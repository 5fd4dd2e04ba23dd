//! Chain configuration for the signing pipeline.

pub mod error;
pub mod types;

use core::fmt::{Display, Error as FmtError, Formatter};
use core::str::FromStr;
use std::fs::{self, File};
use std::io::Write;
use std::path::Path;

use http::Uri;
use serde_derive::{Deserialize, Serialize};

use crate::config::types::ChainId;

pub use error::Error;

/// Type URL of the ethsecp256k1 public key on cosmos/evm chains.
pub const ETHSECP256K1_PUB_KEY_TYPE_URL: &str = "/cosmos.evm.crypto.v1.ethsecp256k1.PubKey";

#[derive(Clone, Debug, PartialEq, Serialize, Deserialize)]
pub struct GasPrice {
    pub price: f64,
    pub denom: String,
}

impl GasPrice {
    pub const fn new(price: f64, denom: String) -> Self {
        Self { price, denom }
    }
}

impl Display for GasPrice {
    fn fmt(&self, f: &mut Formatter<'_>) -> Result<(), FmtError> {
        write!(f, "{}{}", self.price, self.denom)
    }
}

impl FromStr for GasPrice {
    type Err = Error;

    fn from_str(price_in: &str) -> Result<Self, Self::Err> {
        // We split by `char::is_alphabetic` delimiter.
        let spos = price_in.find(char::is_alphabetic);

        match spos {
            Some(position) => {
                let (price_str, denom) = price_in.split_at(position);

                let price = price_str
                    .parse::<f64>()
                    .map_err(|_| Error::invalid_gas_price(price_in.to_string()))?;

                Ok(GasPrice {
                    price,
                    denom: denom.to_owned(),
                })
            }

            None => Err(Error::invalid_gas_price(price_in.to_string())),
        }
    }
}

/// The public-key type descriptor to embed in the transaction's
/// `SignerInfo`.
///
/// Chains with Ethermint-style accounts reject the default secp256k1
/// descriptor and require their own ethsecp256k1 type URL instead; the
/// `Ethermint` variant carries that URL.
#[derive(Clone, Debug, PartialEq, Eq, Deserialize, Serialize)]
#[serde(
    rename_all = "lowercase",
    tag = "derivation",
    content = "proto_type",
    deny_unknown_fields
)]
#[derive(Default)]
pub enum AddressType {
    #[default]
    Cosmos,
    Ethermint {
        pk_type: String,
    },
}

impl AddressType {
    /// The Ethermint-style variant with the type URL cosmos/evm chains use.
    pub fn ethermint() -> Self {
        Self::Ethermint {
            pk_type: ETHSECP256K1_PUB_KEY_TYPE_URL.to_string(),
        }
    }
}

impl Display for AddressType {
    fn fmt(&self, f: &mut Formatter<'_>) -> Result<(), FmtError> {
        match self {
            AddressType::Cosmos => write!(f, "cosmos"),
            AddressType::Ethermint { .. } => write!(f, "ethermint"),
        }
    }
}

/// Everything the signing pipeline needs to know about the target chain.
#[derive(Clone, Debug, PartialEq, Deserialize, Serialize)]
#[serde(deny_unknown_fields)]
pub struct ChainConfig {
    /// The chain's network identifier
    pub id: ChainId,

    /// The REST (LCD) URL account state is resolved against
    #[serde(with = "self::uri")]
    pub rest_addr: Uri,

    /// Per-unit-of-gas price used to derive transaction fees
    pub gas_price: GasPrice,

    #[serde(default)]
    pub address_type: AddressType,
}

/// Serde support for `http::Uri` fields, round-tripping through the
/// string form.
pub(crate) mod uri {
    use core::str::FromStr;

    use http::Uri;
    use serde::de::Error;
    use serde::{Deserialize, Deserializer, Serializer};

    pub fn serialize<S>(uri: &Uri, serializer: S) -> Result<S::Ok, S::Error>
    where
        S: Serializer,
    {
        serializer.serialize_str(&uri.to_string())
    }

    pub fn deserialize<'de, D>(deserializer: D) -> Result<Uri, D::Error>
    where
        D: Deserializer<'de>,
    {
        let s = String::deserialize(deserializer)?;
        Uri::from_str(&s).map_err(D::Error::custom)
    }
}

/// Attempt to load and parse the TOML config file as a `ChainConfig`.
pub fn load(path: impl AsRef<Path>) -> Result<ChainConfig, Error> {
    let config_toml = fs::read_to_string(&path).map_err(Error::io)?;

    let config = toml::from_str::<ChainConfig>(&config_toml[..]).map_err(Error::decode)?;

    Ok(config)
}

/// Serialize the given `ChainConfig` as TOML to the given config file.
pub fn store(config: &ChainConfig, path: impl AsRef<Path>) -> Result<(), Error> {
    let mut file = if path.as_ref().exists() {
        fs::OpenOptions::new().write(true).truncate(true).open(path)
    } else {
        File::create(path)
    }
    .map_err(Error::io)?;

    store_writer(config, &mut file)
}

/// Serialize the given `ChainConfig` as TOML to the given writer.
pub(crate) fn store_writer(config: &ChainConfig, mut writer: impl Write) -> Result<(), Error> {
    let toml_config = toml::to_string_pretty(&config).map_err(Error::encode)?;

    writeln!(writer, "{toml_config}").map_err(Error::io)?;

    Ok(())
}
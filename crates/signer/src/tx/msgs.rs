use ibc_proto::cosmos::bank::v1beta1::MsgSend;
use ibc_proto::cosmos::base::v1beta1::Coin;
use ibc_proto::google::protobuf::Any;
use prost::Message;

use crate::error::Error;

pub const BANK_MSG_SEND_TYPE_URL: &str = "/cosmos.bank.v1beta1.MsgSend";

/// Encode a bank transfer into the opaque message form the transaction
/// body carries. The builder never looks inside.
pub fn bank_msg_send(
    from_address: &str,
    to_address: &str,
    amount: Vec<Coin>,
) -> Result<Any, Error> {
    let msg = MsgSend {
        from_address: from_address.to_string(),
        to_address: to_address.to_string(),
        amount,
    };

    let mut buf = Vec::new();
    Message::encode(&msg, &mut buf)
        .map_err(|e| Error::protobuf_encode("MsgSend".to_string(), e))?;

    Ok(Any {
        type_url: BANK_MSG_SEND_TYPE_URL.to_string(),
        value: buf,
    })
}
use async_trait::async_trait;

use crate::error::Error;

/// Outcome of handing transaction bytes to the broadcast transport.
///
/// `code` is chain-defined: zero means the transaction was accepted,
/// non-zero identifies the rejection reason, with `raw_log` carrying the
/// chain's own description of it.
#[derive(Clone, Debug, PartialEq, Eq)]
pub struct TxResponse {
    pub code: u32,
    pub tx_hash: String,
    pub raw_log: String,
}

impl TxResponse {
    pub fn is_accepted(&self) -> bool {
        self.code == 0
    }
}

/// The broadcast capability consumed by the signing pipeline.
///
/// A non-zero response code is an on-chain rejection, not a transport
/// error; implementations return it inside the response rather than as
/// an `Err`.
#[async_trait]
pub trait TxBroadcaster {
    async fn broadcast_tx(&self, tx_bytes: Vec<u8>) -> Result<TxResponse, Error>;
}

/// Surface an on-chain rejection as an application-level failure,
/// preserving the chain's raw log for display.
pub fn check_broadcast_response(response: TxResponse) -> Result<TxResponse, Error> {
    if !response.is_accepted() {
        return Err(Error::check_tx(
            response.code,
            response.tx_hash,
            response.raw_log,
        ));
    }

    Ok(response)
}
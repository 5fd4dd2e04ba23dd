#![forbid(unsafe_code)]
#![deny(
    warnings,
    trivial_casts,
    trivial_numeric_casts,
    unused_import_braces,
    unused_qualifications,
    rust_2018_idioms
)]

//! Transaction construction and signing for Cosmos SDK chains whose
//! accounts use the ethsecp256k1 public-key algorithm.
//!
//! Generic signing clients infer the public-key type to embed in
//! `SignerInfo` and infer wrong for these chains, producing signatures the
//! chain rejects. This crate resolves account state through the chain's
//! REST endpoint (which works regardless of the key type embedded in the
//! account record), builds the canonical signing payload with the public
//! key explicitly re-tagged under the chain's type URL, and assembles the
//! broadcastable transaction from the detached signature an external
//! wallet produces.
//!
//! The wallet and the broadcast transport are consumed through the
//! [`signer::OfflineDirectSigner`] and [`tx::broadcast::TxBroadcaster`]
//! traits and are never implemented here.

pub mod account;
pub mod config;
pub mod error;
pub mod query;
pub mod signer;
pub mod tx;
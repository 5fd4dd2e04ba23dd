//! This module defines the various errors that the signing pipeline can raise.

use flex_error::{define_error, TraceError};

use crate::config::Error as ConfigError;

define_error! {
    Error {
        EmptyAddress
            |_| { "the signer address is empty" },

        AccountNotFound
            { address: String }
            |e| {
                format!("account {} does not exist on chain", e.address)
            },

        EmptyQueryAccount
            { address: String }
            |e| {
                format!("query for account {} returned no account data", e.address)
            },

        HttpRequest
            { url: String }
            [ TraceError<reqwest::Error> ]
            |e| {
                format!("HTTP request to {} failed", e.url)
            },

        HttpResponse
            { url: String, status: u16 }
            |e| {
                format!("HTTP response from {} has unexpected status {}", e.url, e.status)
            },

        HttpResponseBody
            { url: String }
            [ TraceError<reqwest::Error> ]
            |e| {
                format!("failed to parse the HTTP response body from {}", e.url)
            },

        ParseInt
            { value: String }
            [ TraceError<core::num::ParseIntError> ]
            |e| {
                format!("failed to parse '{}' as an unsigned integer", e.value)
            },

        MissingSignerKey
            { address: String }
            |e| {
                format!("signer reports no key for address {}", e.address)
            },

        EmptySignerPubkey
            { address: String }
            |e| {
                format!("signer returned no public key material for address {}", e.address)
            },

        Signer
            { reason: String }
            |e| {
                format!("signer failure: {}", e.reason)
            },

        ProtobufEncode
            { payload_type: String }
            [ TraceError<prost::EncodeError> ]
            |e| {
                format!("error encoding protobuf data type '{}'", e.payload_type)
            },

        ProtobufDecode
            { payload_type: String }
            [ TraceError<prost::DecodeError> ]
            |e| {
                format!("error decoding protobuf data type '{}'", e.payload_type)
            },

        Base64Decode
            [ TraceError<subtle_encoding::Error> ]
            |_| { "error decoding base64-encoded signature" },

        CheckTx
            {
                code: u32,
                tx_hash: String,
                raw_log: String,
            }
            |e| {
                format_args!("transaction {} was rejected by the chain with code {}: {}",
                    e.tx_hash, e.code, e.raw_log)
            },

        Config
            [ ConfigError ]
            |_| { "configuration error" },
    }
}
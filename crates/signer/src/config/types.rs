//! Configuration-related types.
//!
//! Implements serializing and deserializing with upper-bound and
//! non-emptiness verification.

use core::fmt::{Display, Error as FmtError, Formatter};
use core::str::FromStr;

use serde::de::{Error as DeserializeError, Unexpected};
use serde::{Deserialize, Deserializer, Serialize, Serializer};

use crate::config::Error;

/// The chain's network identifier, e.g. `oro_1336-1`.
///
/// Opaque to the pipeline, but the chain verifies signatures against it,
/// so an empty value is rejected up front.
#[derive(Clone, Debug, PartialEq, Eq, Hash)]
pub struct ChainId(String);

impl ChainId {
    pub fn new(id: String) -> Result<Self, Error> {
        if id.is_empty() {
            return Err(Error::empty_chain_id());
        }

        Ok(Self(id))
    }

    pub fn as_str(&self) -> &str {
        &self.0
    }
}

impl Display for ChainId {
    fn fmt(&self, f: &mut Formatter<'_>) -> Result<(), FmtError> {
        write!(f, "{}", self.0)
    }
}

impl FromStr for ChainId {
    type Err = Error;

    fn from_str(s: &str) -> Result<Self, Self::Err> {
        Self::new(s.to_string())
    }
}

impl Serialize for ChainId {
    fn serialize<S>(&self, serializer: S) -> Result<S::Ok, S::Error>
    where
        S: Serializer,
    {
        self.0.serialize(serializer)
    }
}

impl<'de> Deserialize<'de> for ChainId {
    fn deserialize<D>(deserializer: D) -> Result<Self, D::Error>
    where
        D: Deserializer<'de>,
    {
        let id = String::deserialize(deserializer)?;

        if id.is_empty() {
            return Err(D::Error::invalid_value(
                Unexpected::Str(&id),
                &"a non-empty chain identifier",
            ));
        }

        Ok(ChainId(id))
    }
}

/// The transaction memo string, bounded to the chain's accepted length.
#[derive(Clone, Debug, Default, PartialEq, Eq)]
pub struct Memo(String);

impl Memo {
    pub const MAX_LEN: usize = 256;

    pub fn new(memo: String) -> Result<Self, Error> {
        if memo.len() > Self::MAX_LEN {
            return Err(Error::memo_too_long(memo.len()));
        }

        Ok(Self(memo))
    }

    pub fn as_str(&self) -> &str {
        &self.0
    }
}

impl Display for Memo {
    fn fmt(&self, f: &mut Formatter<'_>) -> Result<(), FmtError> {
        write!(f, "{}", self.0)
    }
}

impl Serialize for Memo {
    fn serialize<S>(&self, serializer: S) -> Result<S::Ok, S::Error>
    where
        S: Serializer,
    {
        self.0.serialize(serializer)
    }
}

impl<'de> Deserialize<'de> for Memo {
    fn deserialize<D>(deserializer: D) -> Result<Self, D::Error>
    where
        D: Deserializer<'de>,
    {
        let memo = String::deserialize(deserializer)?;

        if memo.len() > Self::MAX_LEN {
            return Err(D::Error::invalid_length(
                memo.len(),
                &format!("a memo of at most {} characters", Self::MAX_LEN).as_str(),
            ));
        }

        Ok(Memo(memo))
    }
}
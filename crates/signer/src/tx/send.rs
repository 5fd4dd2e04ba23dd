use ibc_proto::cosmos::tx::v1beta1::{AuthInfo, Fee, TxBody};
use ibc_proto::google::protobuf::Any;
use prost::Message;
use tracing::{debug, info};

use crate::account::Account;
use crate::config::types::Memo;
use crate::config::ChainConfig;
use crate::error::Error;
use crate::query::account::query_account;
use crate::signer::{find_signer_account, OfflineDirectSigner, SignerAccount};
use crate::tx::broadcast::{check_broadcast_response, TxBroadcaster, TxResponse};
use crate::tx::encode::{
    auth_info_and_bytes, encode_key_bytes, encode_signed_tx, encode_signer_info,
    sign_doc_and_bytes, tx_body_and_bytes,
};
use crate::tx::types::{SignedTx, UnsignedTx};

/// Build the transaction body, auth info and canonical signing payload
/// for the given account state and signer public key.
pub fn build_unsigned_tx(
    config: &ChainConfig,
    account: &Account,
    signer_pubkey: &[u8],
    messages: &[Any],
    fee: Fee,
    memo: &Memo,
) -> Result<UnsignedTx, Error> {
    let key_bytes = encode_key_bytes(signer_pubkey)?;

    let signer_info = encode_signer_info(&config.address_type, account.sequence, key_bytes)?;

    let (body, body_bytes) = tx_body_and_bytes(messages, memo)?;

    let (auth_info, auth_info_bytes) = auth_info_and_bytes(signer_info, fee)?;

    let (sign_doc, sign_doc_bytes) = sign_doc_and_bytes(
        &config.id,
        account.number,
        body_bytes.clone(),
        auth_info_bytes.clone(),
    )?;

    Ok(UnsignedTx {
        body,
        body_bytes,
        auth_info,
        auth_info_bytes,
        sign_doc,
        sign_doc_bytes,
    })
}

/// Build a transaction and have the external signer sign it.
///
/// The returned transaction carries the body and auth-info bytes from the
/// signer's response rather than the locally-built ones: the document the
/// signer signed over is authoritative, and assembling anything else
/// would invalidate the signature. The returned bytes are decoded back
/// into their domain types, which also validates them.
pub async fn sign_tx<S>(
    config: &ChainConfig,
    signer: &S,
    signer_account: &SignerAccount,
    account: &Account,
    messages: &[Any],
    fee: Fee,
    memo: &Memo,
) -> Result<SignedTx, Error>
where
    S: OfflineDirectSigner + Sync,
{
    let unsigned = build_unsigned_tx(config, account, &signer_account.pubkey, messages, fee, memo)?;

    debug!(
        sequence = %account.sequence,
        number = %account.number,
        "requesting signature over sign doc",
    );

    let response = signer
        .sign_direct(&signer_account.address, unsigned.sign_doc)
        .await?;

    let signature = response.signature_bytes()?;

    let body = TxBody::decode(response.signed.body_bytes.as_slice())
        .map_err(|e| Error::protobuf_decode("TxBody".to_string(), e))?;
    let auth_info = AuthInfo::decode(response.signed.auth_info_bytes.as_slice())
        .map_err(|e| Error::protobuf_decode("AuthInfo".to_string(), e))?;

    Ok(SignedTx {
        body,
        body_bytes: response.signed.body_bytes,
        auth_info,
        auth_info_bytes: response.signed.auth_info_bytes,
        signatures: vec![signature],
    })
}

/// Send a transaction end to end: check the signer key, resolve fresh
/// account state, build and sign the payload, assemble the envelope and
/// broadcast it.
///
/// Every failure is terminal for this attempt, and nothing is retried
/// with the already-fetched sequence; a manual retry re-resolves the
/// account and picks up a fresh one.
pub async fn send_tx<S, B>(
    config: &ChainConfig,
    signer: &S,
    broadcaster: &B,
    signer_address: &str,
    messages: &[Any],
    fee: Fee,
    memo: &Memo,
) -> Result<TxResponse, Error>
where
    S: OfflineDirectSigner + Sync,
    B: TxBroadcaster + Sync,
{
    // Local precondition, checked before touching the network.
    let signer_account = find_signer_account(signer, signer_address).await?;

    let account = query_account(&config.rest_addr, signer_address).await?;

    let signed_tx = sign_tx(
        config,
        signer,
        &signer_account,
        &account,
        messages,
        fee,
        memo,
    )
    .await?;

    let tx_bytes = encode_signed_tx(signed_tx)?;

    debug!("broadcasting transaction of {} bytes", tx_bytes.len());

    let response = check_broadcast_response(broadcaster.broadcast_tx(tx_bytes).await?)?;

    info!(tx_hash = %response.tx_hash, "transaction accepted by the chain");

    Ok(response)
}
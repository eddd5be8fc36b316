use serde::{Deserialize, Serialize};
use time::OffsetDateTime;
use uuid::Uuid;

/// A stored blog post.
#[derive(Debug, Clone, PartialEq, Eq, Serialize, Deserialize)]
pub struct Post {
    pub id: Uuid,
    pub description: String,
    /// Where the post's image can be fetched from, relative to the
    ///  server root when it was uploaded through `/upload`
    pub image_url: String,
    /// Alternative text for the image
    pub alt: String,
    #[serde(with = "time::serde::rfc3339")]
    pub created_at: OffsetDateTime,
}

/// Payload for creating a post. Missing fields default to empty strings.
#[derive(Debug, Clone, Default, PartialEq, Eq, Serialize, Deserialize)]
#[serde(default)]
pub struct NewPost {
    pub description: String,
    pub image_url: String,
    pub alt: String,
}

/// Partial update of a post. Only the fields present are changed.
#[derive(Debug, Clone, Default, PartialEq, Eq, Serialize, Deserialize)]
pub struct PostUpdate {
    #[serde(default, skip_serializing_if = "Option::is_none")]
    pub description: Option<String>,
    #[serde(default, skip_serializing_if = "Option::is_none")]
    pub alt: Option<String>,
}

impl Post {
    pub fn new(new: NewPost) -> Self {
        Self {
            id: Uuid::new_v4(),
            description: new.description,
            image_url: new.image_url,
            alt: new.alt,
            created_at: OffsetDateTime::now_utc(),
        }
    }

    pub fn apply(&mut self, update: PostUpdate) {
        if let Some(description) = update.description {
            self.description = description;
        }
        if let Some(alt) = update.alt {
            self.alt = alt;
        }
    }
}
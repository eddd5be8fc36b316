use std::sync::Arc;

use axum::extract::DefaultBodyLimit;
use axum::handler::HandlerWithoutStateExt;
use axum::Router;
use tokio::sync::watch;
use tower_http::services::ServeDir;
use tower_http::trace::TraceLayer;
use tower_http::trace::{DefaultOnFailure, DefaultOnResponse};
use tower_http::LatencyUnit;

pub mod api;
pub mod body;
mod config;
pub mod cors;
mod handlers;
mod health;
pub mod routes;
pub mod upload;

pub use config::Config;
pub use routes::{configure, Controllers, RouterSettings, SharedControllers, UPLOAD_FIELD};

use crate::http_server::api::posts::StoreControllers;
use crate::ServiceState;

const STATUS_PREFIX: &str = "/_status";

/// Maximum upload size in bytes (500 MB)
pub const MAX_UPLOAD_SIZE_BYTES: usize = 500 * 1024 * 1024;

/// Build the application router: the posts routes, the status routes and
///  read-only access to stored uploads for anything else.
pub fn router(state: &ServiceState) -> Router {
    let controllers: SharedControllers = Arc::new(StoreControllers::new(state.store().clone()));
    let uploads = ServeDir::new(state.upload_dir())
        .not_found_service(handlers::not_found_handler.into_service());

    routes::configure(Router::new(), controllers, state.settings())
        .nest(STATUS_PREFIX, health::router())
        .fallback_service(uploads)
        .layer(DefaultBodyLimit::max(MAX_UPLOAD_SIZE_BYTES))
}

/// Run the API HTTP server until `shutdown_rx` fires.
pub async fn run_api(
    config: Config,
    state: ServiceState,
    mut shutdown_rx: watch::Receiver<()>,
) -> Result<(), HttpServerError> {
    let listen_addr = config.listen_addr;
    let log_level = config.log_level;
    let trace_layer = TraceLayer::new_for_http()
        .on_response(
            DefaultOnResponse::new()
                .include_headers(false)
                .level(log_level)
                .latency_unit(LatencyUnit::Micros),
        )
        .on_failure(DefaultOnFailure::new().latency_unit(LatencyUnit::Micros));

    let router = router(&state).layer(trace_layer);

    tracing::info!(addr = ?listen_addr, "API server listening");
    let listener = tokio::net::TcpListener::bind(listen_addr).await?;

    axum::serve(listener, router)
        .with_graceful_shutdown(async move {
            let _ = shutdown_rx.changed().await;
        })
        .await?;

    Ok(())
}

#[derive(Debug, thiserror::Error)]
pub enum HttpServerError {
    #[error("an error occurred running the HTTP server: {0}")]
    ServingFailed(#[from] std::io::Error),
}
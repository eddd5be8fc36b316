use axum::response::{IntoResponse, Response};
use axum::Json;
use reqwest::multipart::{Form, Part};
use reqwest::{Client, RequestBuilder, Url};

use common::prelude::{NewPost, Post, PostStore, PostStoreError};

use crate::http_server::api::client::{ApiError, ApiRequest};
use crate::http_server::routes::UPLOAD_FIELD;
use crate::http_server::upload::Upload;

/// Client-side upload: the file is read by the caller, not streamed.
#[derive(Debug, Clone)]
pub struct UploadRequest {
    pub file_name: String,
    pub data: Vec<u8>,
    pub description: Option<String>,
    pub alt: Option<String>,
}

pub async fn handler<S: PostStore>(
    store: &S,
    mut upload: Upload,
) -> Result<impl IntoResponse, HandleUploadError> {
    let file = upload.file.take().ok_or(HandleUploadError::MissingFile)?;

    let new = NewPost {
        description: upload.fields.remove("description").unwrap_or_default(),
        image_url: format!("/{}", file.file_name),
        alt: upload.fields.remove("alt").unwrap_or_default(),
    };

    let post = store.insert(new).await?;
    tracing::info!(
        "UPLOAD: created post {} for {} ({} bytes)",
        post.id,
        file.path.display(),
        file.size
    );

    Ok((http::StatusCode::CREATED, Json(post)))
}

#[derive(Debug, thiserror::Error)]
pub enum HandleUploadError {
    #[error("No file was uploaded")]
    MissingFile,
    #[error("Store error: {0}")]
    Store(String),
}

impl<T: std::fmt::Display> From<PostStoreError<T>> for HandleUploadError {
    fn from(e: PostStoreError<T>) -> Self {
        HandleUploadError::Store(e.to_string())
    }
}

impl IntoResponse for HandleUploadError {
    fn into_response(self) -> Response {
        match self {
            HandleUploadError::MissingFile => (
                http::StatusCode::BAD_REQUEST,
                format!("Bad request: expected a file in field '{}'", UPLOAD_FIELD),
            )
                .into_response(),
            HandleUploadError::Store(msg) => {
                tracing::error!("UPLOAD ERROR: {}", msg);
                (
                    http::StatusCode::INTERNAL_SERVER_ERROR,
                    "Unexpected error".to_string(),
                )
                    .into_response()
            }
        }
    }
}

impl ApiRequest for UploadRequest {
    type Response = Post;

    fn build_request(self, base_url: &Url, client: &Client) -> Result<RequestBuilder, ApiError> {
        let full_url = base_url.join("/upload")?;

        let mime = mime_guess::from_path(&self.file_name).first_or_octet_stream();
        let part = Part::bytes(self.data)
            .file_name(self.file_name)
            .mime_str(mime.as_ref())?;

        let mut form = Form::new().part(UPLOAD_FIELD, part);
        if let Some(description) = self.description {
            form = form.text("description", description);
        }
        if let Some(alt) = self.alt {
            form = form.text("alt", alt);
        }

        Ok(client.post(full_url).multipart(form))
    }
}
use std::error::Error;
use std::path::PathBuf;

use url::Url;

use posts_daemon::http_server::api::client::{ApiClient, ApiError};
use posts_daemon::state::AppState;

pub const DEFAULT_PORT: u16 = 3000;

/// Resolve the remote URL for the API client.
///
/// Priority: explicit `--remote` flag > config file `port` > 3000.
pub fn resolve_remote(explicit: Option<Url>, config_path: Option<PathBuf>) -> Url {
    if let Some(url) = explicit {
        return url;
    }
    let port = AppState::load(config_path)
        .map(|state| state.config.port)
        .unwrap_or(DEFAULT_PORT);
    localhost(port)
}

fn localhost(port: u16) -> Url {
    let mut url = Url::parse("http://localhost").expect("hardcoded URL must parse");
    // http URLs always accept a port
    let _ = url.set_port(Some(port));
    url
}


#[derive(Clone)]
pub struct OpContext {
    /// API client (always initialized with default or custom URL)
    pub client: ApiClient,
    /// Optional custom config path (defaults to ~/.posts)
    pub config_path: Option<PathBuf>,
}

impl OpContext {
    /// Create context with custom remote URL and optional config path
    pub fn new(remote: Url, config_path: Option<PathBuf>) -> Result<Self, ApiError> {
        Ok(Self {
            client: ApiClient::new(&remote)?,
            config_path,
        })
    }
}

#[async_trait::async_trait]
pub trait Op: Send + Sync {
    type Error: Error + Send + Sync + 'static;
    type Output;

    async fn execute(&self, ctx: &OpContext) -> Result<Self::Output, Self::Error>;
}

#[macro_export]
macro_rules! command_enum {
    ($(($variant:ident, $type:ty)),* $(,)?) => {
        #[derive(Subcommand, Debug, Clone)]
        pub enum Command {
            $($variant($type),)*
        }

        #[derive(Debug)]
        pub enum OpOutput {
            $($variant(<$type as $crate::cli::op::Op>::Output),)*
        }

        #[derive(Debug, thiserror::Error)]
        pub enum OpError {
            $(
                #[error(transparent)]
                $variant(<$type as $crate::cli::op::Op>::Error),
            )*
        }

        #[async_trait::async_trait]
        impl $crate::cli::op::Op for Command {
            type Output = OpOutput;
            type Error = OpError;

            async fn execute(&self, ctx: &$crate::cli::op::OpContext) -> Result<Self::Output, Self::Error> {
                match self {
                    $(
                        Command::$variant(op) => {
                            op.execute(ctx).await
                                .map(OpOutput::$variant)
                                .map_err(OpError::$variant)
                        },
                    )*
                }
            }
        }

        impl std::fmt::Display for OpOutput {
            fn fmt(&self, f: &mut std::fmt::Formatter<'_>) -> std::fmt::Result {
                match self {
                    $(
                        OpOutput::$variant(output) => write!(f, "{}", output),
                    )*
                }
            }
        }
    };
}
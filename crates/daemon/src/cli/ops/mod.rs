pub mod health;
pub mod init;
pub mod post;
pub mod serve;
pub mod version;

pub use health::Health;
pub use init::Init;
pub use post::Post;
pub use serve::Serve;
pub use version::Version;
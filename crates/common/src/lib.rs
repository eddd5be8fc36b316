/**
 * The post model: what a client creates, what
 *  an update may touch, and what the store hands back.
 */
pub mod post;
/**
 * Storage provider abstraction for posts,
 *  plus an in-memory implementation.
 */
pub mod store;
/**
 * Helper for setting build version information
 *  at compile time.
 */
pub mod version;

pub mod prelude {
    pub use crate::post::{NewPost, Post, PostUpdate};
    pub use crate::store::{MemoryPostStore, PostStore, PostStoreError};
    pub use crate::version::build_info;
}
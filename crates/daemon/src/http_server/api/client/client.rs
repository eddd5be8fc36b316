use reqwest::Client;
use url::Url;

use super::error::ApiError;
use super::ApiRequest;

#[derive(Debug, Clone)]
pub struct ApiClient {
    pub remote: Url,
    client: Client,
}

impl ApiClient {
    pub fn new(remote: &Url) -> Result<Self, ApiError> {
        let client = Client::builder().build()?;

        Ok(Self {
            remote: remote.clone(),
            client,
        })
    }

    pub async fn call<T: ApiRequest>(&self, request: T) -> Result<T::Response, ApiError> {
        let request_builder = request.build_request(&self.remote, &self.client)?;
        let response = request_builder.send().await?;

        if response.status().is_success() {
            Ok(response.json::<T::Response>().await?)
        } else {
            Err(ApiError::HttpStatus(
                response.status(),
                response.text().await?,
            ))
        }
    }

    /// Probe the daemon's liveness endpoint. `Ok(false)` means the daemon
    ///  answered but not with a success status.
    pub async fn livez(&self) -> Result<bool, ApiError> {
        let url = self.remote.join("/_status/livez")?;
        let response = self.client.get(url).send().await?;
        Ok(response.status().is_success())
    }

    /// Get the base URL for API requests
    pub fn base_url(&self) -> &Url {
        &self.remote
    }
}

————

* _Your objective_: Word for word, restate the lines of the data above that fall between the line holding "type Error: Error" and the line holding "pub enum OpOutput", inclusive, and no other lines.

* _Problem solution_:
    type Error: Error + Send + Sync + 'static;
    type Output;

    async fn execute(&self, ctx: &OpContext) -> Result<Self::Output, Self::Error>;
}

#[macro_export]
macro_rules! command_enum {
    ($(($variant:ident, $type:ty)),* $(,)?) => {
        #[derive(Subcommand, Debug, Clone)]
        pub enum Command {
            $($variant($type),)*
        }

        #[derive(Debug)]
        pub enum OpOutput {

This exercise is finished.